## Input
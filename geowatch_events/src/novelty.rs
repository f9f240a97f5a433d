/*
 * Copyright © 2025, United States Government, as represented by the Administrator of 
 * the National Aeronautics and Space Administration. All rights reserved.
 *
 * The “ODIN” software is licensed under the Apache License, Version 2.0 (the "License"); 
 * you may not use this file except in compliance with the License. You may obtain a copy 
 * of the License at http://www.apache.org/licenses/LICENSE-2.0.
 *
 * Unless required by applicable law or agreed to in writing, software distributed under
 * the License is distributed on an "AS IS" BASIS, WITHOUT WARRANTIES OR CONDITIONS OF ANY KIND,
 * either express or implied. See the License for the specific language governing permissions
 * and limitations under the License.
 */

use hashbrown::HashSet;

use crate::event::Identity;

/// remembers which entities we have seen across polls so that only new arrivals get animated.
/// The first poll only primes the set, otherwise every marker would animate on startup. The seen
/// set never shrinks for the lifetime of the tracker
#[derive(Debug,Default)]
pub struct NoveltyTracker {
    seen: HashSet<String>,
    primed: bool,
}

impl NoveltyTracker {
    pub fn new ()->Self { NoveltyTracker::default() }

    pub fn is_primed (&self)->bool { self.primed }
    pub fn n_seen (&self)->usize { self.seen.len() }
    pub fn has_seen (&self, id: &str)->bool { self.seen.contains(id) }

    /// record `items` and return the ones whose identity we did not see before
    pub fn observe<'a,T: Identity> (&mut self, items: &'a [T])->Vec<&'a T> {
        if !self.primed {
            self.primed = true;
            for it in items {
                self.seen.insert( it.identity().to_string());
            }
            return Vec::new()
        }

        items.iter().filter( |it| self.seen.insert( it.identity().to_string())).collect()
    }
}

## What is needed
Your task is to transcribe the material exactly.

## Solution for this task
filename geowatch_events/src/novelty.rs
repository f9f240a97f5a433d
/*
 * Copyright © 2025, United States Government, as represented by the Administrator of 
 * the National Aeronautics and Space Administration. All rights reserved.
 *
 * The “ODIN” software is licensed under the Apache License, Version 2.0 (the "License"); 
 * you may not use this file except in compliance with the License. You may obtain a copy 
 * of the License at http://www.apache.org/licenses/LICENSE-2.0.
 *
 * Unless required by applicable law or agreed to in writing, software distributed under
 * the License is distributed on an "AS IS" BASIS, WITHOUT WARRANTIES OR CONDITIONS OF ANY KIND,
 * either express or implied. See the License for the specific language governing permissions
 * and limitations under the License.
 */

use hashbrown::HashSet;

use crate::event::Identity;

/// remembers which entities we have seen across polls so that only new arrivals get animated.
/// The first poll only primes the set, otherwise every marker would animate on startup. The seen
/// set never shrinks for the lifetime of the tracker
#[derive(Debug,Default)]
pub struct NoveltyTracker {
    seen: HashSet<String>,
    primed: bool,
}

impl NoveltyTracker {
    pub fn new ()->Self { NoveltyTracker::default() }

    pub fn is_primed (&self)->bool { self.primed }
    pub fn n_seen (&self)->usize { self.seen.len() }
    pub fn has_seen (&self, id: &str)->bool { self.seen.contains(id) }

    /// record `items` and return the ones whose identity we did not see before
    pub fn observe<'a,T: Identity> (&mut self, items: &'a [T])->Vec<&'a T> {
        if !self.primed {
            self.primed = true;
            for it in items {
                self.seen.insert( it.identity().to_string());
            }
            return Vec::new()
        }

        items.iter().filter( |it| self.seen.insert( it.identity().to_string())).collect()
    }
}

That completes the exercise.